WHAT THE TASK REQUIRES »
Reproduce the records below exactly, but only between the lines holding "fn from(value: Amount)" and "this pipeline emits.", inclusive.

EXTRACTED DATA »
//! Recently used projects, most recent first.
//!
//! Stored as JSON in the data directory. Updated from the background queue
//! after create/open, so every failure here is logged by the queue and
//! never reaches the project operation that triggered it.

use std::fs;
use std::path::{Path, PathBuf};
use std::sync::Mutex;

use anyhow::{Context, Result};
use chrono::{DateTime, Utc};
use log::{trace, warn};
use serde::{Deserialize, Serialize};

use crate::store::atomic;

#[derive(Debug, Clone, PartialEq, Serialize, Deserialize)]
#[serde(rename_all = "camelCase")]
pub struct RecentProject {
    pub path: PathBuf,
    pub title: String,
    pub last_opened: DateTime<Utc>,
}

pub struct RecentProjects {
    file: PathBuf,
    limit: usize,
    // Serializes read-modify-write of the file
    lock: Mutex<()>,
}

impl RecentProjects {
    pub fn new(file: PathBuf, limit: usize) -> Self {
        Self {
            file,
            limit: limit.max(1),
            lock: Mutex::new(()),
        }
    }

    /// Current list. Unreadable files count as empty.
    pub fn load(&self) -> Vec<RecentProject> {
        let Ok(bytes) = fs::read(&self.file) else {
            return Vec::new();
        };
        serde_json::from_slice(&bytes).unwrap_or_else(|e| {
            warn!("Ignoring corrupt recent projects list {}: {}", self.file.display(), e);
            Vec::new()
        })
    }

    /// Move `path` to the front of the list, dropping the oldest entries
    /// past the limit.
    pub fn register(&self, path: &Path, title: &str) -> Result<()> {
        let _guard = self.lock.lock().unwrap_or_else(|e| e.into_inner());
        let path = fs::canonicalize(path).unwrap_or_else(|_| path.to_path_buf());

        let mut entries = self.load();
        entries.retain(|e| e.path != path);
        entries.insert(
            0,
            RecentProject {
                path: path.clone(),
                title: title.to_string(),
                last_opened: Utc::now(),
            },
        );
        entries.truncate(self.limit);

        self.write(&entries)?;
        trace!("Recent projects: {} ({} entries)", path.display(), entries.len());
        Ok(())
    }

    /// Drop `path` from the list. Returns whether it was there.
    pub fn forget(&self, path: &Path) -> Result<bool> {
        let _guard = self.lock.lock().unwrap_or_else(|e| e.into_inner());
        let canonical = fs::canonicalize(path).unwrap_or_else(|_| path.to_path_buf());

        let mut entries = self.load();
        let before = entries.len();
        entries.retain(|e| e.path != canonical && e.path != path);
        if entries.len() == before {
            return Ok(false);
        }
        self.write(&entries)?;
        Ok(true)
    }

    fn write(&self, entries: &[RecentProject]) -> Result<()> {
        if let Some(parent) = self.file.parent() {
            fs::create_dir_all(parent)?;
        }
        let json = serde_json::to_vec_pretty(entries)?;
        atomic::write_atomic(&self.file, &json)
            .with_context(|| format!("write {}", self.file.display()))
    }
}
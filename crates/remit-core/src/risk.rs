//! Additive risk scoring over a built payment intent.
//!
//! Scoring is advisory: a high score requests human review, it never
//! rejects the intent. Structural validity is decided separately in
//! [`crate::validate`].

use serde::{Deserialize, Serialize};

use crate::tables::{Severity, RISK_PATTERNS, SUSPICIOUS_KEYWORDS};
use crate::types::{Amount, PaymentIntent, RiskAssessment};

const LARGE_AMOUNT_POINTS: u32 = 30;
const LOW_CONFIDENCE_POINTS: u32 = 20;
const HIGH_PATTERN_POINTS: u32 = 40;
const MEDIUM_PATTERN_POINTS: u32 = 20;
const SUSPICIOUS_KEYWORD_POINTS: u32 = 25;
const FREQUENCY_POINTS: u32 = 15;

/// Reports how many payments the payer made inside the lookback window.
/// Backed by persistence outside this crate; tests use fixed counts.
pub trait PaymentHistory: Send + Sync {
    fn recent_payment_count(&self, payer: &str) -> u32;
}

/// A history source for callers with no persistence wired up.
#[derive(Debug, Clone, Copy, Default)]
pub struct NoHistory;

impl PaymentHistory for NoHistory {
    fn recent_payment_count(&self, _payer: &str) -> u32 {
        0
    }
}

#[derive(Debug, Clone, Serialize, Deserialize)]
pub struct RiskConfig {
    /// Totals above this add 30 points.
    pub large_amount_threshold: Amount,
    /// Confidence below this adds 20 points.
    pub min_confidence: f64,
    /// Scores at or above this require review.
    pub review_threshold: u8,
    /// More recent payments than this adds 15 points.
    pub frequency_limit: u32,
}

impl Default for RiskConfig {
    fn default() -> Self {
        Self {
            large_amount_threshold: Amount::new(10_000 * 100).expect("threshold in range"),
            min_confidence: 0.85,
            review_threshold: 50,
            frequency_limit: 5,
        }
    }
}

pub struct RiskEngine {
    config: RiskConfig,
}

impl RiskEngine {
    pub fn new(config: RiskConfig) -> Self {
        Self { config }
    }

    /// Scores the intent against amount, confidence, pattern, keyword,
    /// and frequency signals; the result is clamped to 0..=100.
    pub fn assess(&self, intent: &PaymentIntent, history: &dyn PaymentHistory) -> RiskAssessment {
        let mut score: u32 = 0;
        let mut warnings = Vec::new();

        match intent.total() {
            Ok(total) if total > self.config.large_amount_threshold => {
                score += LARGE_AMOUNT_POINTS;
                warnings.push(format!(
                    "total {} exceeds large-amount threshold {}",
                    total, self.config.large_amount_threshold
                ));
            }
            Ok(_) => {}
            // An unrepresentable sum is past any threshold we would set.
            Err(_) => {
                score += LARGE_AMOUNT_POINTS;
                warnings.push(format!(
                    "total exceeds the representable maximum, well past threshold {}",
                    self.config.large_amount_threshold
                ));
            }
        }

        if intent.confidence < self.config.min_confidence {
            score += LOW_CONFIDENCE_POINTS;
            warnings.push(format!(
                "extraction confidence {:.2} below minimum {:.2}",
                intent.confidence, self.config.min_confidence
            ));
        }

        let description = description_text(intent);
        for pattern in RISK_PATTERNS.iter() {
            if pattern.regex.is_match(&description) {
                let points = match pattern.severity {
                    Severity::High => HIGH_PATTERN_POINTS,
                    Severity::Medium => MEDIUM_PATTERN_POINTS,
                };
                score += points;
                warnings.push(format!("risk pattern matched: {}", pattern.name));
            }
        }

        for keyword in SUSPICIOUS_KEYWORDS {
            if description.contains(keyword) {
                score += SUSPICIOUS_KEYWORD_POINTS;
                warnings.push(format!("suspicious keyword: {keyword}"));
            }
        }

        let recent = history.recent_payment_count(&intent.payer);
        if recent > self.config.frequency_limit {
            score += FREQUENCY_POINTS;
            warnings.push(format!(
                "{recent} recent payments exceed limit of {}",
                self.config.frequency_limit
            ));
        }

        let score = score.min(100) as u8;
        let requires_review = score >= self.config.review_threshold;
        tracing::debug!(score, requires_review, "risk assessment computed");

        RiskAssessment {
            score,
            issues: Vec::new(),
            warnings,
            approved: !requires_review,
            requires_review,
        }
    }
}

/// Purpose plus joined recipient names, lowercased for keyword scans.
fn description_text(intent: &PaymentIntent) -> String {
    let names: Vec<&str> = intent
        .recipients
        .iter()
        .map(|recipient| recipient.name.as_str())
        .collect();
    format!("{} {}", intent.purpose, names.join(" ")).to_lowercase()
}
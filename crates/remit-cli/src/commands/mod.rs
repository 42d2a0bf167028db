pub mod invoice;
pub mod parse;
pub mod voice;

use remit_core::orchestrator::PipelineConfig;
use remit_core::risk::{NoHistory, PaymentHistory};

/// History collaborator for the CLI: a fixed recent-payment count when
/// the operator supplies one, otherwise no history at all.
pub(crate) struct FixedHistory(pub u32);

impl PaymentHistory for FixedHistory {
    fn recent_payment_count(&self, _payer: &str) -> u32 {
        self.0
    }
}

pub(crate) fn history_from_flag(recent_payments: Option<u32>) -> Box<dyn PaymentHistory> {
    match recent_payments {
        Some(count) => Box::new(FixedHistory(count)),
        None => Box::new(NoHistory),
    }
}

pub(crate) fn default_config() -> PipelineConfig {
    PipelineConfig::default()
}
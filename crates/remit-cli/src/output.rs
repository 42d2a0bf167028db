use std::io::IsTerminal;

use colored::Colorize;
use comfy_table::{presets::ASCII_BORDERS_ONLY, ContentArrangement, Table};
use remit_core::orchestrator::ParseOutcome;
use remit_core::types::PaymentIntent;

#[derive(Debug, Clone, Copy, PartialEq, Eq)]
pub enum RunMode {
    /// Human rendering: colored header, recipient table, risk summary.
    Operator,
    /// Machine rendering: the envelope JSON, nothing else.
    Agent,
}

pub struct OutputOptions {
    pub mode: RunMode,
    pub quiet: bool,
    pub no_color: bool,
}

impl OutputOptions {
    /// Agent mode when JSON output is forced or stdout is piped,
    /// operator mode on an interactive terminal.
    pub fn detect(force_json: bool, quiet: bool, no_color: bool) -> Self {
        let mode = if force_json || !std::io::stdout().is_terminal() {
            RunMode::Agent
        } else {
            RunMode::Operator
        };
        Self {
            mode,
            quiet,
            no_color,
        }
    }

    fn paint(&self, text: &str, color: fn(&str) -> colored::ColoredString) -> String {
        if self.no_color {
            text.to_string()
        } else {
            color(text).to_string()
        }
    }
}

/// Renders a parse outcome in the selected mode. Agent mode emits the
/// envelope JSON verbatim so downstream tooling sees the stable shape.
pub fn render(outcome: &ParseOutcome, options: &OutputOptions) -> serde_json::Result<()> {
    match options.mode {
        RunMode::Agent => {
            println!("{}", serde_json::to_string_pretty(outcome)?);
        }
        RunMode::Operator => render_operator(outcome, options),
    }
    Ok(())
}

fn render_operator(outcome: &ParseOutcome, options: &OutputOptions) {
    if let Some(intent) = &outcome.data {
        let header = format!(
            "payment intent {} ({}, confidence {:.2})",
            intent.id, intent.source, intent.confidence
        );
        println!("{}", options.paint(&header, |t| t.green()));

        if !options.quiet {
            print_intent_table(intent);
            println!("  purpose: {}", intent.purpose);
            // Validated intents always carry a representable total.
            if let Ok(total) = intent.total() {
                println!("  total:   {} {}", total, intent.currency);
            }
        }

        let requires_review = outcome.metadata["requires_review"]
            .as_bool()
            .unwrap_or(false);
        let score = outcome.metadata["risk_score"].as_u64().unwrap_or(0);
        if requires_review {
            let line = format!("risk score {score}: manual review required");
            println!("{}", options.paint(&line, |t| t.yellow()));
        } else if !options.quiet {
            println!("risk score {score}: approved");
        }

        if let Some(warnings) = outcome.metadata["warnings"].as_array() {
            for warning in warnings {
                if let Some(text) = warning.as_str() {
                    println!("  {}", options.paint(text, |t| t.yellow()));
                }
            }
        }
    } else {
        let message = outcome.error.as_deref().unwrap_or("unknown failure");
        println!("{}", options.paint(message, |t| t.red()));
    }
}

fn print_intent_table(intent: &PaymentIntent) {
    let mut table = Table::new();
    table
        .load_preset(ASCII_BORDERS_ONLY)
        .set_content_arrangement(ContentArrangement::Dynamic)
        .set_header(vec!["recipient", "amount", "share"]);

    for (recipient, amount) in intent.recipients.iter().zip(intent.amounts.iter()) {
        let share = recipient
            .share
            .map(|s| format!("{s:.1}%"))
            .unwrap_or_else(|| "-".to_string());
        table.add_row(vec![
            recipient.name.clone(),
            amount.to_units_string(),
            share,
        ]);
    }

    println!("{table}");
}
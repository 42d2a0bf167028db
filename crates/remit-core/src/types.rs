use std::fmt::{self, Display};

use chrono::{DateTime, Utc};
use serde::{Deserialize, Serialize};
use uuid::Uuid;

use crate::error::AmountError;

pub const CENTS_PER_UNIT: u64 = 100;
pub const CENTS_MIN: u64 = 1;
pub const CENTS_MAX: u64 = 1_000_000_000_000_00;

/// A positive money value in whole cents. Two decimal places, no floats.
#[derive(Debug, Clone, Copy, PartialEq, Eq, PartialOrd, Ord, Hash, Serialize, Deserialize)]
#[serde(try_from = "u64", into = "u64")]
pub struct Amount(u64);

impl Amount {
    pub fn new(cents: u64) -> Result<Self, AmountError> {
        if cents < CENTS_MIN {
            return Err(AmountError::BelowMinimum);
        }
        if cents > CENTS_MAX {
            return Err(AmountError::AboveMaximum { value: cents });
        }

        Ok(Self(cents))
    }

    /// Parses a decimal string of currency units, e.g. "120" or "120.50".
    /// Currency symbols must be stripped by the caller.
    pub fn from_units_str(input: &str) -> Result<Self, AmountError> {
        let trimmed = input.trim();
        if trimmed.is_empty() {
            return Err(AmountError::EmptyInput);
        }
        if trimmed.starts_with('-') {
            return Err(AmountError::NegativeNotAllowed);
        }

        let mut parts = trimmed.split('.');
        let whole_str = parts.next().ok_or(AmountError::InvalidFormat)?;
        let frac_str = parts.next();
        if parts.next().is_some() {
            return Err(AmountError::InvalidFormat);
        }
        if whole_str.is_empty() {
            return Err(AmountError::InvalidFormat);
        }

        let whole = parse_u64_digits(whole_str)?;
        let whole_cents = whole
            .checked_mul(CENTS_PER_UNIT)
            .ok_or(AmountError::Overflow)?;

        let frac_cents = match frac_str {
            None => 0,
            Some(fraction) => {
                if fraction.len() > 2 {
                    return Err(AmountError::TooManyDecimals {
                        decimals: fraction.len(),
                    });
                }
                if fraction.is_empty() {
                    return Err(AmountError::InvalidFormat);
                }

                let mut padded = fraction.to_string();
                while padded.len() < 2 {
                    padded.push('0');
                }
                parse_u64_digits(&padded)?
            }
        };

        let combined = whole_cents
            .checked_add(frac_cents)
            .ok_or(AmountError::Overflow)?;
        Self::new(combined)
    }

    /// Formats as currency units with exactly two decimal places.
    pub fn to_units_string(&self) -> String {
        format!("{}.{:02}", self.0 / CENTS_PER_UNIT, self.0 % CENTS_PER_UNIT)
    }

    pub const fn as_cents(&self) -> u64 {
        self.0
    }

    pub fn checked_add(self, other: Amount) -> Result<Amount, AmountError> {
        let sum = self.0.checked_add(other.0).ok_or(AmountError::Overflow)?;
        Amount::new(sum)
    }
}

impl TryFrom<u64> for Amount {
    type Error = AmountError;

    fn try_from(value: u64) -> Result<Self, Self::Error> {
        Self::new(value)
    }
}

impl From<Amount> for u64 {
    fn from(value: Amount) -> Self {
        value.0
    }
}

impl Display for Amount {
    fn fmt(&self, f: &mut fmt::Formatter<'_>) -> fmt::Result {
        write!(f, "{}", self.to_units_string())
    }
}

/// The single settlement currency this pipeline emits.
#[derive(Debug, Clone, Copy, PartialEq, Eq, Hash, Serialize, Deserialize)]
#[serde(rename_all = "UPPERCASE")]
pub enum Currency {
    Usdc,
}

impl Display for Currency {
    fn fmt(&self, f: &mut fmt::Formatter<'_>) -> fmt::Result {
        match self {
            Currency::Usdc => write!(f, "USDC"),
        }
    }
}

/// Which input modality produced an intent.
#[derive(Debug, Clone, Copy, PartialEq, Eq, Hash, Serialize, Deserialize)]
#[serde(rename_all = "lowercase")]
pub enum Source {
    Chat,
    Invoice,
    Voice,
}

impl Display for Source {
    fn fmt(&self, f: &mut fmt::Formatter<'_>) -> fmt::Result {
        match self {
            Source::Chat => write!(f, "chat"),
            Source::Invoice => write!(f, "invoice"),
            Source::Voice => write!(f, "voice"),
        }
    }
}

#[derive(Debug, Clone, Copy, PartialEq, Eq, Hash, Serialize, Deserialize)]
#[serde(rename_all = "snake_case")]
pub enum IntentKind {
    BasicPayment,
    SplitPayment,
    TipPayment,
    Unknown,
}

#[derive(Debug, Clone, PartialEq, Serialize, Deserialize)]
pub struct Recipient {
    pub name: String,
    /// Resolved downstream by the wallet directory, never by this crate.
    pub wallet: Option<String>,
    /// Percentage share of the total, set once splits are computed.
    pub share: Option<f64>,
}

impl Recipient {
    pub fn named(name: impl Into<String>) -> Self {
        Self {
            name: name.into(),
            wallet: None,
            share: None,
        }
    }

    pub fn with_share(name: impl Into<String>, share: f64) -> Self {
        Self {
            name: name.into(),
            wallet: None,
            share: Some(share),
        }
    }
}

/// Result of running the ordered intent patterns over raw text.
#[derive(Debug, Clone, PartialEq, Serialize, Deserialize)]
pub struct IntentMatch {
    pub kind: IntentKind,
    /// Captured groups in pattern order, original casing preserved.
    pub captures: Vec<String>,
    pub confidence: f64,
}

impl IntentMatch {
    pub fn unknown() -> Self {
        Self {
            kind: IntentKind::Unknown,
            captures: Vec::new(),
            confidence: 0.0,
        }
    }
}

#[derive(Debug, Clone, PartialEq, Serialize, Deserialize)]
pub struct LineItem {
    pub description: String,
    pub quantity: u32,
    pub unit_price: Amount,
}

/// Path-specific extras attached to a built intent.
#[derive(Debug, Clone, Default, PartialEq, Serialize, Deserialize)]
pub struct IntentMetadata {
    pub extraction_method: Option<String>,
    pub word_count: Option<usize>,
    pub invoice_number: Option<String>,
    pub invoice_date: Option<String>,
    #[serde(default, skip_serializing_if = "Vec::is_empty")]
    pub line_items: Vec<LineItem>,
}

/// A normalized, validated description of a requested payment.
///
/// Invariants: `recipients.len() == amounts.len()`, every amount positive
/// (guaranteed by [`Amount`]), `confidence` in `[0, 1]`.
#[derive(Debug, Clone, PartialEq, Serialize, Deserialize)]
pub struct PaymentIntent {
    pub id: Uuid,
    pub created_at: DateTime<Utc>,
    pub payer: String,
    pub recipients: Vec<Recipient>,
    pub amounts: Vec<Amount>,
    pub currency: Currency,
    pub purpose: String,
    pub confidence: f64,
    pub source: Source,
    pub kind: IntentKind,
    pub metadata: IntentMetadata,
}

impl PaymentIntent {
    /// Checked sum of all per-recipient amounts. Fails when the intent
    /// carries no amounts or the sum exceeds [`Amount`]'s maximum.
    pub fn total(&self) -> Result<Amount, AmountError> {
        let mut amounts = self.amounts.iter().copied();
        let first = amounts.next().ok_or(AmountError::BelowMinimum)?;
        amounts.try_fold(first, |acc, amount| acc.checked_add(amount))
    }
}

/// Outcome of risk scoring. Advisory only: a high score flags the intent
/// for human review, it never invalidates it.
#[derive(Debug, Clone, PartialEq, Serialize, Deserialize)]
pub struct RiskAssessment {
    /// Clamped to 0..=100.
    pub score: u8,
    /// Structural problems; non-empty means the intent is invalid.
    pub issues: Vec<String>,
    /// Risk signals that do not invalidate the intent.
    pub warnings: Vec<String>,
    pub approved: bool,
    pub requires_review: bool,
}

fn parse_u64_digits(input: &str) -> Result<u64, AmountError> {
    if !input.bytes().all(|byte| byte.is_ascii_digit()) {
        return Err(AmountError::InvalidNumeric);
    }
    input.parse::<u64>().map_err(|_| AmountError::Overflow)
}
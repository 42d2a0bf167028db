//! remit-core turns unstructured payment requests (chat text, voice
//! transcripts, invoice documents) into validated, risk-scored
//! [`PaymentIntent`](types::PaymentIntent) records.

pub mod acquire;
pub mod builder;
pub mod classifier;
pub mod error;
pub mod extract;
pub mod invoice;
pub mod orchestrator;
pub mod risk;
pub mod split;
pub mod tables;
pub mod types;
pub mod validate;

pub use error::{AmountError, RemitError, Result};
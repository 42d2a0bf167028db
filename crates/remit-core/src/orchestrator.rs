//! Per-modality orchestration. Each orchestrator wires the pipeline
//! stages for one input kind and returns the uniform result envelope;
//! no error ever propagates past this boundary.

use std::time::{Duration, Instant};

use serde::{Deserialize, Serialize};
use serde_json::json;

use crate::acquire::{DocumentFormat, TextAcquisition, VoiceTranscription};
use crate::builder;
use crate::classifier;
use crate::error::{RemitError, Result};
use crate::risk::{PaymentHistory, RiskConfig, RiskEngine};
use crate::types::{IntentKind, PaymentIntent, RiskAssessment, Source};
use crate::validate;
use crate::{acquire, invoice};

#[derive(Debug, Clone, Serialize, Deserialize)]
pub struct PipelineConfig {
    /// Classified intents below this confidence are treated as not
    /// detected at all.
    pub min_intent_confidence: f64,
    pub risk: RiskConfig,
}

impl Default for PipelineConfig {
    fn default() -> Self {
        Self {
            min_intent_confidence: 0.6,
            risk: RiskConfig::default(),
        }
    }
}

/// Bounded exponential backoff around the external acquisition call.
/// Only transient extraction failures are retried; deterministic parse
/// failures never are.
#[derive(Debug, Clone, Serialize, Deserialize)]
pub struct RetryPolicy {
    pub max_attempts: u32,
    pub base_delay: Duration,
}

impl Default for RetryPolicy {
    fn default() -> Self {
        Self {
            max_attempts: 3,
            base_delay: Duration::from_millis(200),
        }
    }
}

impl RetryPolicy {
    fn run<T>(&self, mut attempt_fn: impl FnMut() -> Result<T>) -> Result<T> {
        let mut attempt = 0;
        loop {
            match attempt_fn() {
                Ok(value) => return Ok(value),
                Err(err) if err.is_transient() && attempt + 1 < self.max_attempts => {
                    let delay = self.base_delay * 2_u32.pow(attempt);
                    tracing::warn!(error = %err, attempt, delay_ms = delay.as_millis() as u64,
                        "transient acquisition failure, retrying");
                    std::thread::sleep(delay);
                    attempt += 1;
                }
                Err(err) => return Err(err),
            }
        }
    }
}

/// The stable output contract shared by all orchestrators.
#[derive(Debug, Clone, Serialize, Deserialize)]
pub struct ParseOutcome {
    pub success: bool,
    pub data: Option<PaymentIntent>,
    pub error: Option<String>,
    pub metadata: serde_json::Value,
}

impl ParseOutcome {
    fn ok(intent: PaymentIntent, assessment: &RiskAssessment, source: Source, elapsed: Duration) -> Self {
        Self {
            success: true,
            data: Some(intent),
            error: None,
            metadata: json!({
                "source": source.to_string(),
                "elapsed_ms": elapsed.as_millis() as u64,
                "risk_score": assessment.score,
                "requires_review": assessment.requires_review,
                "approved": assessment.approved,
                "warnings": assessment.warnings,
            }),
        }
    }

    fn fail(err: &RemitError, source: Source, elapsed: Duration) -> Self {
        Self {
            success: false,
            data: None,
            error: Some(err.to_string()),
            metadata: json!({
                "source": source.to_string(),
                "elapsed_ms": elapsed.as_millis() as u64,
            }),
        }
    }
}

/// Classify → extract → build → validate → score, shared by the chat
/// and voice paths.
fn run_text_stages(
    config: &PipelineConfig,
    history: &dyn PaymentHistory,
    payer: &str,
    text: &str,
    source: Source,
) -> Result<(PaymentIntent, RiskAssessment)> {
    let matched = classifier::classify(text);
    if matched.kind == IntentKind::Unknown {
        return Err(RemitError::IntentNotDetected(
            "text matched no intent pattern".into(),
        ));
    }
    if matched.confidence < config.min_intent_confidence {
        return Err(RemitError::IntentNotDetected(format!(
            "confidence {:.2} below floor {:.2}",
            matched.confidence, config.min_intent_confidence
        )));
    }

    let intent = builder::build_from_text(payer, &matched, text, source)?;
    validate::validate_intent(&intent)?;
    let assessment = RiskEngine::new(config.risk.clone()).assess(&intent, history);
    Ok((intent, assessment))
}

fn risk_stages(
    config: &PipelineConfig,
    history: &dyn PaymentHistory,
    intent: PaymentIntent,
) -> Result<(PaymentIntent, RiskAssessment)> {
    validate::validate_intent(&intent)?;
    let assessment = RiskEngine::new(config.risk.clone()).assess(&intent, history);
    Ok((intent, assessment))
}

pub struct ChatOrchestrator {
    config: PipelineConfig,
    history: Box<dyn PaymentHistory>,
}

impl ChatOrchestrator {
    pub fn new(config: PipelineConfig, history: Box<dyn PaymentHistory>) -> Self {
        Self { config, history }
    }

    pub fn parse(&self, payer: &str, text: &str) -> ParseOutcome {
        let span = tracing::info_span!("parse_chat", payer);
        let _guard = span.enter();
        let start = Instant::now();

        match run_text_stages(&self.config, self.history.as_ref(), payer, text, Source::Chat) {
            Ok((intent, assessment)) => {
                ParseOutcome::ok(intent, &assessment, Source::Chat, start.elapsed())
            }
            Err(err) => {
                tracing::info!(error = %err, "chat parse failed");
                ParseOutcome::fail(&err, Source::Chat, start.elapsed())
            }
        }
    }
}

pub struct InvoiceOrchestrator {
    config: PipelineConfig,
    history: Box<dyn PaymentHistory>,
    acquisition: Box<dyn TextAcquisition>,
    retry: RetryPolicy,
}

impl InvoiceOrchestrator {
    pub fn new(
        config: PipelineConfig,
        history: Box<dyn PaymentHistory>,
        acquisition: Box<dyn TextAcquisition>,
        retry: RetryPolicy,
    ) -> Self {
        Self {
            config,
            history,
            acquisition,
            retry,
        }
    }

    pub fn parse(&self, payer: &str, bytes: &[u8], format: DocumentFormat) -> ParseOutcome {
        let span = tracing::info_span!("parse_invoice", payer, format = ?format);
        let _guard = span.enter();
        let start = Instant::now();

        let result = self.run(payer, bytes, format);
        match result {
            Ok((intent, assessment)) => {
                ParseOutcome::ok(intent, &assessment, Source::Invoice, start.elapsed())
            }
            Err(err) => {
                tracing::info!(error = %err, "invoice parse failed");
                ParseOutcome::fail(&err, Source::Invoice, start.elapsed())
            }
        }
    }

    fn run(
        &self,
        payer: &str,
        bytes: &[u8],
        format: DocumentFormat,
    ) -> Result<(PaymentIntent, RiskAssessment)> {
        let extracted = self
            .retry
            .run(|| self.acquisition.extract_text(bytes, format))?;
        let analysis = invoice::analyze(&extracted.text);
        let intent = builder::build_from_invoice(payer, &analysis, extracted.method.as_str())?;
        risk_stages(&self.config, self.history.as_ref(), intent)
    }
}

pub struct VoiceOrchestrator {
    config: PipelineConfig,
    history: Box<dyn PaymentHistory>,
    transcription: Box<dyn VoiceTranscription>,
}

impl VoiceOrchestrator {
    pub fn new(
        config: PipelineConfig,
        history: Box<dyn PaymentHistory>,
        transcription: Box<dyn VoiceTranscription>,
    ) -> Self {
        Self {
            config,
            history,
            transcription,
        }
    }

    pub fn parse(&self, payer: &str, audio: &[u8], content_type: &str) -> ParseOutcome {
        let span = tracing::info_span!("parse_voice", payer, content_type);
        let _guard = span.enter();
        let start = Instant::now();

        let result = self.run(payer, audio, content_type);
        match result {
            Ok((intent, assessment)) => {
                ParseOutcome::ok(intent, &assessment, Source::Voice, start.elapsed())
            }
            Err(err) => {
                tracing::info!(error = %err, "voice parse failed");
                ParseOutcome::fail(&err, Source::Voice, start.elapsed())
            }
        }
    }

    fn run(
        &self,
        payer: &str,
        audio: &[u8],
        content_type: &str,
    ) -> Result<(PaymentIntent, RiskAssessment)> {
        acquire::validate_audio(audio, content_type)?;
        let text = self.transcription.transcribe(audio, content_type)?;
        run_text_stages(&self.config, self.history.as_ref(), payer, &text, Source::Voice)
    }
}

RESPONSE AREA »
    fn from(value: Amount) -> Self {
        value.0
    }
}

impl Display for Amount {
    fn fmt(&self, f: &mut fmt::Formatter<'_>) -> fmt::Result {
        write!(f, "{}", self.to_units_string())
    }
}

/// The single settlement currency this pipeline emits.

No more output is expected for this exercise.